Даже головы не поднял, что ему до чужих переживаний?
– Я сейчас уеду по делам, меня может допоздна не быть. Поставь будильник. Приготовь с вечера костюм. У тебя же есть темный костюм?
– Пап, не суетись. Все будет ок. Во сколько нам выходить из дома?
– В восемь. Надо забрать тело из морга, потом в собор, кладбище и поминки. Поминки будут в банкетном зале, помнишь… – Но Андрей не только не помнил, но уже давно не слушал родителя.
Николай Михайлович, замолчав на полуслове, покинул комнату сына. Почувствовав себя бесконечно одиноким, старым, никому не нужным.
Лена, она всегда его выслушивала. Всегда поддерживала, всегда жалела, восхищалась им, хотя и восхищаться-то по большому счету было нечем. Да, она придавала смысл его жизни, уверенность ему как личности, поддерживала самоуважение.
О, боже, да она и была смыслом его жизни. Чуткая, умная, добрая, заботливая, внимательная, верная. А он?
А все Лилька-стерва! Надо немедленно ехать к жене просить прощения. Отец прав, он не должен был ее отпускать. Тряпка. Сопляк. А еще картина.
О картине он подумал стыдливо, шепотом. Словно боясь, что кто-то его подслушает.
Картину надо вернуть. Картина – сокровище. Бесценное сокровище. В последние годы они с отцом часто спорили, не стоит ли очистить картину и повесить ее на достойное место в квартире.

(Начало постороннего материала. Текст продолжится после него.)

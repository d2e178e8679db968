//! Slide carousels: the photo gallery and the statistics slider.
//!
//! A `Carousel` owns two timers: the transition guard, which drops
//! navigation requests while a slide change is still animating, and the
//! autoplay task. User navigation always restarts autoplay from zero, so the
//! next automatic advance is a full delay after the last interaction.

use crate::config::{CarouselConfig, CounterConfig, SwipeConfig};
use crate::counter::CounterAnimation;
use crate::timer::{Millis, ScheduledTask};
use serde::Serialize;
use tracing::{debug, warn};

#[derive(Debug, thiserror::Error)]
pub enum CarouselError {
    #[error("carousel needs at least one slide")]
    NoSlides,
}

#[derive(Debug, Clone, PartialEq, Eq, Serialize)]
pub struct SlideChange {
    pub from: usize,
    pub to: usize,
    /// Screen-reader text for the live region.
    pub announcement: String,
}

#[derive(Debug, Clone, Copy, PartialEq, Eq)]
pub enum NavKey {
    ArrowLeft,
    ArrowRight,
}

impl NavKey {
    /// Maps a DOM `KeyboardEvent.key` value.
    pub fn from_key(key: &str) -> Option<Self> {
        match key {
            "ArrowLeft" => Some(Self::ArrowLeft),
            "ArrowRight" => Some(Self::ArrowRight),
            _ => None,
        }
    }
}

/// Direction the finger travelled.
#[derive(Debug, Clone, Copy, PartialEq, Eq)]
pub enum SwipeDirection {
    Left,
    Right,
}

/// Tracks one touch gesture at a time.
#[derive(Debug, Clone)]
pub struct Swipe {
    config: SwipeConfig,
    start: Option<(f64, f64)>,
}

impl Swipe {
    pub fn new(config: SwipeConfig) -> Self {
        Self {
            config,
            start: None,
        }
    }

    pub fn touch_start(&mut self, x: f64, y: f64) {
        self.start = Some((x, y));
    }

    /// Finishes the gesture. Mostly-vertical or short movements are not swipes.
    pub fn touch_end(&mut self, x: f64, y: f64) -> Option<SwipeDirection> {
        let (start_x, start_y) = self.start.take()?;
        let dx = start_x - x;
        let dy = (start_y - y).abs();
        if dy >= self.config.max_vertical || dx.abs() <= self.config.min_distance {
            return None;
        }
        Some(if dx > 0.0 {
            SwipeDirection::Left
        } else {
            SwipeDirection::Right
        })
    }
}

#[derive(Debug, Clone)]
pub struct Carousel {
    len: usize,
    current: usize,
    transition: ScheduledTask,
    autoplay: ScheduledTask,
    running: bool,
    hovered: bool,
    hidden: bool,
}

impl Carousel {
    pub fn new(len: usize, config: CarouselConfig) -> Result<Self, CarouselError> {
        if len == 0 {
            warn!("carousel has no slides; it stays disabled");
            return Err(CarouselError::NoSlides);
        }
        Ok(Self {
            len,
            current: 0,
            transition: ScheduledTask::once(config.transition_ms),
            autoplay: ScheduledTask::every(config.autoplay_delay_ms),
            running: false,
            hovered: false,
            hidden: false,
        })
    }

    pub fn len(&self) -> usize {
        self.len
    }

    pub fn current(&self) -> usize {
        self.current
    }

    pub fn is_active(&self, index: usize) -> bool {
        index == self.current
    }

    pub fn is_transitioning(&self) -> bool {
        self.transition.is_pending()
    }

    pub fn autoplay_pending(&self) -> bool {
        self.autoplay.is_pending()
    }

    /// Begins autoplay. Called once the widget is mounted.
    pub fn start(&mut self, now: Millis) {
        self.running = true;
        self.restart_autoplay(now);
    }

    pub fn next(&mut self, now: Millis) -> Option<SlideChange> {
        let target = (self.current + 1) % self.len;
        self.navigate(target, now)
    }

    pub fn prev(&mut self, now: Millis) -> Option<SlideChange> {
        let target = (self.current + self.len - 1) % self.len;
        self.navigate(target, now)
    }

    /// Dot click.
    pub fn go_to(&mut self, index: usize, now: Millis) -> Option<SlideChange> {
        self.navigate(index, now)
    }

    pub fn key(&mut self, key: NavKey, now: Millis) -> Option<SlideChange> {
        match key {
            NavKey::ArrowLeft => self.prev(now),
            NavKey::ArrowRight => self.next(now),
        }
    }

    /// A left swipe shows the next slide.
    pub fn swipe(&mut self, direction: SwipeDirection, now: Millis) -> Option<SlideChange> {
        match direction {
            SwipeDirection::Left => self.next(now),
            SwipeDirection::Right => self.prev(now),
        }
    }

    pub fn pointer_enter(&mut self) {
        self.hovered = true;
        self.autoplay.stop();
    }

    pub fn pointer_leave(&mut self, now: Millis) {
        self.hovered = false;
        self.restart_autoplay(now);
    }

    pub fn set_hidden(&mut self, hidden: bool, now: Millis) {
        self.hidden = hidden;
        self.restart_autoplay(now);
    }

    /// Advances timers: releases the transition guard, then runs autoplay.
    pub fn tick(&mut self, now: Millis) -> Option<SlideChange> {
        self.transition.poll(now);
        if self.autoplay.poll(now) {
            let target = (self.current + 1) % self.len;
            return self.transition_to(target, now);
        }
        None
    }

    pub fn next_deadline(&self) -> Option<Millis> {
        match (self.transition.deadline(), self.autoplay.deadline()) {
            (Some(a), Some(b)) => Some(a.min(b)),
            (a, b) => a.or(b),
        }
    }

    fn navigate(&mut self, target: usize, now: Millis) -> Option<SlideChange> {
        let change = self.transition_to(target, now);
        self.restart_autoplay(now);
        change
    }

    fn transition_to(&mut self, target: usize, now: Millis) -> Option<SlideChange> {
        self.transition.poll(now);
        if target >= self.len || target == self.current || self.transition.is_pending() {
            return None;
        }
        let from = self.current;
        self.current = target;
        self.transition.start(now);
        debug!(from, to = target, "slide change");
        Some(SlideChange {
            from,
            to: target,
            announcement: format!("Imagen {} de {}", target + 1, self.len),
        })
    }

    fn restart_autoplay(&mut self, now: Millis) {
        self.autoplay.stop();
        if self.running && !self.hovered && !self.hidden {
            self.autoplay.start(now);
        }
    }
}

/// Carousel whose slides each carry a number that counts up whenever the
/// slide becomes active.
#[derive(Debug, Clone)]
pub struct StatsSlider {
    carousel: Carousel,
    counters: Vec<Option<CounterAnimation>>,
}

impl StatsSlider {
    /// `targets[i]` is the number shown on slide `i`, if any.
    pub fn new(
        targets: &[Option<f64>],
        config: CarouselConfig,
        counter: &CounterConfig,
    ) -> Result<Self, CarouselError> {
        let carousel = Carousel::new(targets.len(), config)?;
        let counters = targets
            .iter()
            .map(|target| target.map(|value| CounterAnimation::cubic(value, counter.duration_ms)))
            .collect();
        Ok(Self { carousel, counters })
    }

    pub fn carousel(&self) -> &Carousel {
        &self.carousel
    }

    pub fn start(&mut self, now: Millis) {
        self.carousel.start(now);
        self.animate_current(now);
    }

    pub fn next(&mut self, now: Millis) -> Option<SlideChange> {
        let change = self.carousel.next(now);
        self.activate(change, now)
    }

    pub fn prev(&mut self, now: Millis) -> Option<SlideChange> {
        let change = self.carousel.prev(now);
        self.activate(change, now)
    }

    pub fn go_to(&mut self, index: usize, now: Millis) -> Option<SlideChange> {
        let change = self.carousel.go_to(index, now);
        self.activate(change, now)
    }

    pub fn key(&mut self, key: NavKey, now: Millis) -> Option<SlideChange> {
        let change = self.carousel.key(key, now);
        self.activate(change, now)
    }

    pub fn swipe(&mut self, direction: SwipeDirection, now: Millis) -> Option<SlideChange> {
        let change = self.carousel.swipe(direction, now);
        self.activate(change, now)
    }

    pub fn pointer_enter(&mut self) {
        self.carousel.pointer_enter();
    }

    pub fn pointer_leave(&mut self, now: Millis) {
        self.carousel.pointer_leave(now);
    }

    pub fn set_hidden(&mut self, hidden: bool, now: Millis) {
        self.carousel.set_hidden(hidden, now);
    }

    pub fn tick(&mut self, now: Millis) -> Option<SlideChange> {
        let change = self.carousel.tick(now);
        self.activate(change, now)
    }

    /// Counter text on the active slide.
    pub fn counter_display(&self, now: Millis) -> Option<String> {
        self.counters
            .get(self.carousel.current())?
            .as_ref()
            .map(|counter| counter.display_at(now))
    }

    fn activate(&mut self, change: Option<SlideChange>, now: Millis) -> Option<SlideChange> {
        if change.is_some() {
            self.animate_current(now);
        }
        change
    }

    fn animate_current(&mut self, now: Millis) {
        if let Some(Some(counter)) = self.counters.get_mut(self.carousel.current()) {
            counter.start(now);
        }
    }
}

Отец был против, напоминая о том, сколько раз на их сокровище покушались и что лишь мудрость и предусмотрительность Андрея Михайловича Первого уберегла их от беды.

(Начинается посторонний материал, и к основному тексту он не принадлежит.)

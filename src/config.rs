use crate::timer::Millis;
use serde::{Deserialize, Serialize};
use std::fs;
use std::path::Path;
use tracing::debug;

pub const SEARCH_QUERIES_KEY: &str = "cablebus_search_queries";
pub const QUESTION_CLICKS_KEY: &str = "cablebus_question_clicks";

#[derive(Debug, thiserror::Error)]
pub enum ConfigError {
    #[error("failed to read config file: {0}")]
    Io(#[from] std::io::Error),
    #[error("invalid config file: {0}")]
    Json(#[from] serde_json::Error),
}

/// Every tunable of the site's widgets. Missing fields fall back to the
/// values the production pages ship with.
#[derive(Debug, Clone, Serialize, Deserialize)]
#[serde(default)]
pub struct SiteConfig {
    pub chat: ChatConfig,
    pub gallery: CarouselConfig,
    pub stats: CarouselConfig,
    pub swipe: SwipeConfig,
    pub counter: CounterConfig,
    pub player: PlayerConfig,
    pub loader: LoaderConfig,
    pub faq: FaqConfig,
    pub storage: StorageConfig,
}

impl Default for SiteConfig {
    fn default() -> Self {
        Self {
            chat: ChatConfig::default(),
            gallery: CarouselConfig::gallery(),
            stats: CarouselConfig::stats(),
            swipe: SwipeConfig::default(),
            counter: CounterConfig::default(),
            player: PlayerConfig::default(),
            loader: LoaderConfig::default(),
            faq: FaqConfig::default(),
            storage: StorageConfig::default(),
        }
    }
}

impl SiteConfig {
    pub fn from_path(path: impl AsRef<Path>) -> Result<Self, ConfigError> {
        let path = path.as_ref();
        let raw = fs::read_to_string(path)?;
        let config: SiteConfig = serde_json::from_str(&raw)?;
        debug!(path = %path.display(), "loaded site config");
        Ok(config)
    }
}

#[derive(Debug, Clone, Serialize, Deserialize)]
#[serde(default)]
pub struct ChatConfig {
    pub typing_delay_min_ms: Millis,
    pub typing_delay_max_ms: Millis,
    pub option_delay_ms: Millis,
    pub related_delay_ms: Millis,
    pub welcome_badge_delay_ms: Millis,
}

impl Default for ChatConfig {
    fn default() -> Self {
        Self {
            typing_delay_min_ms: 800,
            typing_delay_max_ms: 1_600,
            option_delay_ms: 800,
            related_delay_ms: 1_500,
            welcome_badge_delay_ms: 3_000,
        }
    }
}

/// Both fields are required when a carousel block appears in a config file.
#[derive(Debug, Clone, Copy, Serialize, Deserialize)]
pub struct CarouselConfig {
    pub autoplay_delay_ms: Millis,
    pub transition_ms: Millis,
}

impl CarouselConfig {
    pub const fn gallery() -> Self {
        Self {
            autoplay_delay_ms: 4_500,
            transition_ms: 700,
        }
    }

    pub const fn stats() -> Self {
        Self {
            autoplay_delay_ms: 7_000,
            transition_ms: 600,
        }
    }
}

#[derive(Debug, Clone, Copy, Serialize, Deserialize)]
#[serde(default)]
pub struct SwipeConfig {
    pub min_distance: f64,
    pub max_vertical: f64,
}

impl Default for SwipeConfig {
    fn default() -> Self {
        Self {
            min_distance: 50.0,
            max_vertical: 50.0,
        }
    }
}

#[derive(Debug, Clone, Copy, Serialize, Deserialize)]
#[serde(default)]
pub struct CounterConfig {
    pub duration_ms: Millis,
    pub visibility_threshold: f64,
}

impl Default for CounterConfig {
    fn default() -> Self {
        Self {
            duration_ms: 1_500,
            visibility_threshold: 0.5,
        }
    }
}

#[derive(Debug, Clone, Serialize, Deserialize)]
#[serde(default)]
pub struct PlayerConfig {
    pub playlist: Vec<String>,
    pub next_video_delay_ms: Millis,
    pub visibility_threshold: f64,
}

impl Default for PlayerConfig {
    fn default() -> Self {
        Self {
            playlist: (1..=4).map(|n| format!("videos/video{n}.mp4")).collect(),
            next_video_delay_ms: 500,
            visibility_threshold: 0.5,
        }
    }
}

#[derive(Debug, Clone, Copy, Serialize, Deserialize)]
#[serde(default)]
pub struct LoaderConfig {
    pub notice_ms: Millis,
    pub autoload_delay_ms: Millis,
}

impl Default for LoaderConfig {
    fn default() -> Self {
        Self {
            notice_ms: 4_000,
            autoload_delay_ms: 500,
        }
    }
}

#[derive(Debug, Clone, Copy, Serialize, Deserialize)]
#[serde(default)]
pub struct FaqConfig {
    pub debounce_ms: Millis,
    pub min_tracked_chars: usize,
    pub min_suggestion_chars: usize,
    pub suggestion_limit: usize,
    pub top_queries: usize,
}

impl Default for FaqConfig {
    fn default() -> Self {
        Self {
            debounce_ms: 300,
            min_tracked_chars: 3,
            min_suggestion_chars: 2,
            suggestion_limit: 4,
            top_queries: 4,
        }
    }
}

#[derive(Debug, Clone, Serialize, Deserialize)]
#[serde(default)]
pub struct StorageConfig {
    pub search_queries_key: String,
    pub question_clicks_key: String,
}

impl Default for StorageConfig {
    fn default() -> Self {
        Self {
            search_queries_key: SEARCH_QUERIES_KEY.to_string(),
            question_clicks_key: QUESTION_CLICKS_KEY.to_string(),
        }
    }
}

Нет. Картина должна быть скрыта.
А в молодости Николай Михайлович, юный и честолюбивый, вообще хотел избавиться от картины, считая ее проклятием, а не даром, который мешает всем представителям их рода зажить полной, счастливой, насыщенной жизнью.

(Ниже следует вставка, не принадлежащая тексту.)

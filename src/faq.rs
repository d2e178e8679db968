//! The FAQ page: live search with highlighting, suggestions, the accordion,
//! and the metrics hooks behind them.

use crate::config::FaqConfig;
use crate::metrics::{Metrics, TopQuery};
use crate::timer::{Millis, ScheduledTask};
use crate::{KnowledgeBase, normalize};
use once_cell::sync::Lazy;
use regex::{NoExpand, Regex};
use serde::{Deserialize, Serialize};
use tracing::debug;

const SUGGESTION_PREVIEW_CHARS: usize = 60;
const ELLIPSIS: &str = "...";
const DEFAULT_CATEGORY: &str = "Sistema Cablebús";

pub const COMMON_SUGGESTIONS: &[&str] = &[
    "costo del cablebús",
    "horarios de operación",
    "estaciones del cablebús",
    "seguridad",
    "accesibilidad",
    "medio ambiente",
    "construcción",
    "rutas",
];

static EXISTING_HIGHLIGHT: Lazy<Regex> = Lazy::new(|| {
    Regex::new(r#"(?i)<mark class="highlight">(.*?)</mark>"#).expect("valid highlight pattern")
});
static LINE_BREAK: Lazy<Regex> =
    Lazy::new(|| Regex::new(r"(?i)<br\s*/?>").expect("valid line break pattern"));
static TAG: Lazy<Regex> = Lazy::new(|| Regex::new(r"<[^>]+>").expect("valid tag pattern"));
static SPACES: Lazy<Regex> = Lazy::new(|| Regex::new(r"\s+").expect("valid whitespace pattern"));

#[derive(Debug, Clone, Serialize, Deserialize)]
pub struct FaqItem {
    pub question: String,
    pub answer: String,
}

#[derive(Debug, Clone, Serialize, Deserialize)]
pub struct FaqCategory {
    pub name: String,
    pub items: Vec<FaqItem>,
}

#[derive(Debug, Clone, PartialEq, Eq, Serialize)]
pub struct SearchHit {
    pub category: usize,
    pub item: usize,
    pub question_html: String,
    pub answer_html: String,
}

#[derive(Debug, Clone, Serialize)]
pub struct SearchResults {
    pub term: String,
    pub hits: Vec<SearchHit>,
    /// One flag per category, in catalogue order.
    pub visible_categories: Vec<bool>,
    pub no_results: bool,
}

#[derive(Debug, Clone, Serialize, Deserialize)]
pub struct FaqIndex {
    categories: Vec<FaqCategory>,
}

impl FaqIndex {
    pub fn new(categories: Vec<FaqCategory>) -> Self {
        Self { categories }
    }

    /// Catalogue built from the chatbot's topics, answers reduced to plain text.
    pub fn from_knowledge() -> Self {
        let items = KnowledgeBase::topics()
            .map(|topic| FaqItem {
                question: topic.question().to_string(),
                answer: plain_text(topic.answer()),
            })
            .collect();
        Self::new(vec![FaqCategory {
            name: DEFAULT_CATEGORY.to_string(),
            items,
        }])
    }

    pub fn categories(&self) -> &[FaqCategory] {
        &self.categories
    }

    pub fn item(&self, category: usize, item: usize) -> Option<&FaqItem> {
        self.categories.get(category)?.items.get(item)
    }

    fn items(&self) -> impl Iterator<Item = (usize, usize, &FaqItem)> {
        self.categories.iter().enumerate().flat_map(|(c, category)| {
            category
                .items
                .iter()
                .enumerate()
                .map(move |(i, item)| (c, i, item))
        })
    }

    /// Case-insensitive substring search over questions and answers. An empty
    /// term shows everything without highlights.
    pub fn search(&self, term: &str) -> SearchResults {
        let term = normalize(term);
        let mut visible_categories = vec![term.is_empty(); self.categories.len()];
        let mut hits = Vec::new();
        for (c, i, item) in self.items() {
            let matched = term.is_empty()
                || item.question.to_lowercase().contains(&term)
                || item.answer.to_lowercase().contains(&term);
            if !matched {
                continue;
            }
            visible_categories[c] = true;
            hits.push(SearchHit {
                category: c,
                item: i,
                question_html: highlight(&item.question, &term),
                answer_html: highlight(&item.answer, &term),
            });
        }
        debug!(%term, hits = hits.len(), "faq search");
        let no_results = !term.is_empty() && hits.is_empty();
        SearchResults {
            term,
            hits,
            visible_categories,
            no_results,
        }
    }

    /// Questions containing the term, cut to a preview. Needs `min_chars`.
    pub fn suggestions(&self, term: &str, min_chars: usize, limit: usize) -> Vec<String> {
        let term = normalize(term);
        if term.chars().count() < min_chars {
            return Vec::new();
        }
        self.items()
            .filter(|(_, _, item)| item.question.to_lowercase().contains(&term))
            .map(|(_, _, item)| {
                let mut preview: String =
                    item.question.chars().take(SUGGESTION_PREVIEW_CHARS).collect();
                preview.push_str(ELLIPSIS);
                preview
            })
            .take(limit)
            .collect()
    }
}

/// Wraps every case-insensitive occurrence of `term` in a highlight mark,
/// dropping marks left over from a previous search first.
pub fn highlight(text: &str, term: &str) -> String {
    let cleaned = clear_highlights(text);
    if term.is_empty() {
        return cleaned;
    }
    let Ok(pattern) = Regex::new(&format!("(?i)({})", regex::escape(term))) else {
        return cleaned;
    };
    pattern
        .replace_all(&cleaned, r#"<mark class="highlight">$1</mark>"#)
        .into_owned()
}

pub fn clear_highlights(text: &str) -> String {
    EXISTING_HIGHLIGHT.replace_all(text, "$1").into_owned()
}

fn plain_text(markup: &str) -> String {
    let spaced = LINE_BREAK.replace_all(markup, NoExpand(" "));
    let stripped = TAG.replace_all(&spaced, NoExpand(""));
    SPACES.replace_all(stripped.trim(), NoExpand(" ")).into_owned()
}

/// Page state: search box, suggestion list, and the accordion.
pub struct FaqPage {
    index: FaqIndex,
    metrics: Metrics,
    config: FaqConfig,
    input: String,
    debounce: ScheduledTask,
    results: SearchResults,
    suggestions: Vec<String>,
    open_item: Option<(usize, usize)>,
}

impl FaqPage {
    pub fn new(index: FaqIndex, metrics: Metrics, config: FaqConfig) -> Self {
        let results = index.search("");
        Self {
            debounce: ScheduledTask::once(config.debounce_ms),
            index,
            metrics,
            config,
            input: String::new(),
            results,
            suggestions: Vec::new(),
            open_item: None,
        }
    }

    pub fn input(&self) -> &str {
        &self.input
    }

    pub fn results(&self) -> &SearchResults {
        &self.results
    }

    pub fn suggestions(&self) -> &[String] {
        &self.suggestions
    }

    pub fn open_item(&self) -> Option<(usize, usize)> {
        self.open_item
    }

    pub fn metrics(&self) -> &Metrics {
        &self.metrics
    }

    /// Keystroke in the search box; the search runs once typing pauses.
    pub fn type_text(&mut self, text: &str, now: Millis) {
        self.input = text.to_string();
        self.debounce.restart(now);
    }

    /// Runs the debounced search when due. Returns true if results changed.
    pub fn tick(&mut self, now: Millis) -> bool {
        if !self.debounce.poll(now) {
            return false;
        }
        self.run_search();
        true
    }

    pub fn focus(&mut self) {
        if self.input.trim().is_empty() {
            self.suggestions = COMMON_SUGGESTIONS
                .iter()
                .take(self.config.suggestion_limit)
                .map(|s| s.to_string())
                .collect();
        }
    }

    pub fn blur(&mut self) {
        self.suggestions.clear();
    }

    pub fn escape(&mut self) {
        self.input.clear();
        self.debounce.stop();
        self.run_search();
    }

    /// Enter counts the search once it is long enough to mean something.
    pub fn enter(&mut self) -> bool {
        let query = self.input.trim();
        if query.chars().count() < self.config.min_tracked_chars {
            return false;
        }
        self.metrics.track_search(query)
    }

    pub fn select_suggestion(&mut self, suggestion: &str) {
        self.input = suggestion.replacen(ELLIPSIS, "", 1);
        self.debounce.stop();
        self.run_search();
        self.suggestions.clear();
    }

    /// Question header click. Opens the item and closes any other; clicking
    /// the open item closes it. Returns whether the item is now open.
    pub fn click_question(&mut self, category: usize, item: usize) -> bool {
        let Some(entry) = self.index.item(category, item) else {
            return false;
        };
        self.metrics.track_question_click(&entry.question);
        let key = (category, item);
        if self.open_item == Some(key) {
            self.open_item = None;
            false
        } else {
            self.open_item = Some(key);
            true
        }
    }

    pub fn top_queries(&self) -> Vec<TopQuery> {
        self.metrics.top_queries(self.config.top_queries)
    }

    fn run_search(&mut self) {
        self.results = self.index.search(&self.input);
        self.suggestions = if self.results.term.is_empty() {
            Vec::new()
        } else {
            self.index.suggestions(
                &self.input,
                self.config.min_suggestion_chars,
                self.config.suggestion_limit,
            )
        };
    }
}

#[cfg(test)]
mod tests {
    use super::*;

    fn sample() -> FaqIndex {
        FaqIndex::new(vec![
            FaqCategory {
                name: "Servicio".into(),
                items: vec![
                    FaqItem {
                        question: "¿Cuál es el horario?".into(),
                        answer: "De 5 AM a 11 PM todos los días.".into(),
                    },
                    FaqItem {
                        question: "¿Cuánto cuesta?".into(),
                        answer: "La tarifa es de $12 MXN.".into(),
                    },
                ],
            },
            FaqCategory {
                name: "Obra".into(),
                items: vec![FaqItem {
                    question: "¿Cuándo termina la construcción?".into(),
                    answer: "Se estima para 2026.".into(),
                }],
            },
        ])
    }

    fn page() -> FaqPage {
        FaqPage::new(sample(), Metrics::ephemeral(), FaqConfig::default())
    }

    #[test]
    fn search_matches_answers_and_hides_empty_categories() {
        let results = sample().search("  TARIFA ");
        assert_eq!(results.hits.len(), 1);
        assert_eq!(results.hits[0].item, 1);
        assert_eq!(
            results.hits[0].answer_html,
            r#"La <mark class="highlight">tarifa</mark> es de $12 MXN."#
        );
        assert_eq!(results.visible_categories, vec![true, false]);
        assert!(!results.no_results);
    }

    #[test]
    fn empty_term_shows_everything() {
        let results = sample().search("");
        assert_eq!(results.hits.len(), 3);
        assert_eq!(results.visible_categories, vec![true, true]);
        assert!(!results.no_results);
        assert!(!results.hits[0].question_html.contains("<mark"));
    }

    #[test]
    fn no_results_only_for_non_empty_term() {
        let results = sample().search("teleférico");
        assert!(results.no_results);
        assert_eq!(results.visible_categories, vec![false, false]);
    }

    #[test]
    fn highlight_escapes_and_replaces_old_marks() {
        let once = highlight("Cuesta $12 MXN", "$12");
        assert_eq!(once, r#"Cuesta <mark class="highlight">$12</mark> MXN"#);
        let again = highlight(&once, "mxn");
        assert_eq!(again, r#"Cuesta $12 <mark class="highlight">MXN</mark>"#);
        assert_eq!(highlight(&again, ""), "Cuesta $12 MXN");
    }

    #[test]
    fn suggestions_need_two_chars_and_cap_at_limit() {
        let index = sample();
        assert!(index.suggestions("c", 2, 4).is_empty());
        assert_eq!(index.suggestions("cuá", 2, 4).len(), 3);
        assert_eq!(
            index.suggestions("cuánd", 2, 4),
            vec!["¿Cuándo termina la construcción?..."]
        );
        assert_eq!(index.suggestions("¿", 2, 4).len(), 0);
        assert_eq!(index.suggestions("¿cu", 2, 1).len(), 1);
    }

    #[test]
    fn typing_is_debounced() {
        let mut page = page();
        page.type_text("hor", 0);
        page.type_text("horario", 200);
        assert!(!page.tick(300));
        assert!(page.tick(500));
        assert_eq!(page.results().hits.len(), 1);
        assert_eq!(page.suggestions(), ["¿Cuál es el horario?..."]);
    }

    #[test]
    fn escape_clears_search() {
        let mut page = page();
        page.type_text("tarifa", 0);
        page.tick(300);
        page.escape();
        assert_eq!(page.input(), "");
        assert_eq!(page.results().hits.len(), 3);
        assert!(page.suggestions().is_empty());
    }

    #[test]
    fn focus_offers_common_suggestions() {
        let mut page = page();
        page.focus();
        assert_eq!(page.suggestions(), &COMMON_SUGGESTIONS[..4]);
        page.select_suggestion("¿Cuánto cuesta?...");
        assert_eq!(page.input(), "¿Cuánto cuesta?");
        assert_eq!(page.results().hits.len(), 1);
        assert!(page.suggestions().is_empty());
    }

    #[test]
    fn enter_tracks_long_enough_queries() {
        let mut page = page();
        page.type_text("ab", 0);
        assert!(!page.enter());
        page.type_text("rutas", 0);
        assert!(page.enter());
        assert_eq!(page.metrics().search_count("rutas"), 1);
    }

    #[test]
    fn accordion_keeps_one_item_open_and_counts_clicks() {
        let mut page = page();
        assert!(page.click_question(0, 0));
        assert!(page.click_question(1, 0));
        assert_eq!(page.open_item(), Some((1, 0)));
        assert!(!page.click_question(1, 0));
        assert_eq!(page.open_item(), None);
        assert!(!page.click_question(5, 5));
        assert_eq!(page.metrics().question_count("¿Cuándo termina la construcción?"), 2);
        assert_eq!(page.top_queries()[0].count, 2);
    }

    #[test]
    fn knowledge_catalogue_is_plain_text() {
        let index = FaqIndex::from_knowledge();
        let items = &index.categories()[0].items;
        assert_eq!(items.len(), KnowledgeBase::topics().count());
        assert!(items.iter().all(|item| !item.answer.contains('<')));
        assert!(!index.search("12 mxn").hits.is_empty());
    }
}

Что талант принесет ему, молодому идиоту, куда больше счастья и достатка, чем жалкое существование популярного стяжателя. Да, если бы не отец и не портрет, какое жалкое убогое существование он бы влачил?
Достаточно взглянуть на Царь-Пушкина. Вот уж человек, отмеченный Богом. Ведь и в Академии считался самым одаренным студентом, да и сейчас его картины – одна лучше другой, а толку? Прозябает в нищете, дети толком не пристроены. Зато талант!
Глава 15
9 ноября 1972 года, Ленинград
– Боже мой, как это могло случиться? У нас же сигнализация, замки! Миша, накапай мне еще корвалолу. Люба, сядь, пожалуйста, ты мелькаешь туда-сюда, у меня голова уже закружилась! Андрюша, а ты что молчишь?
– Леночка, что же тут сказать? – тяжело вздыхая, успокоительно произнес Пичугин-старший. – Наша милиция – сама лучшая в мире. Картины обязательно найдут, мы же не на Диком Западе. Картины, представляющие такую ценность, не так-то легко реализовать, вообще не понимаю, на что рассчитывали воры? – недоуменно пожал плечами Андрей Николаевич.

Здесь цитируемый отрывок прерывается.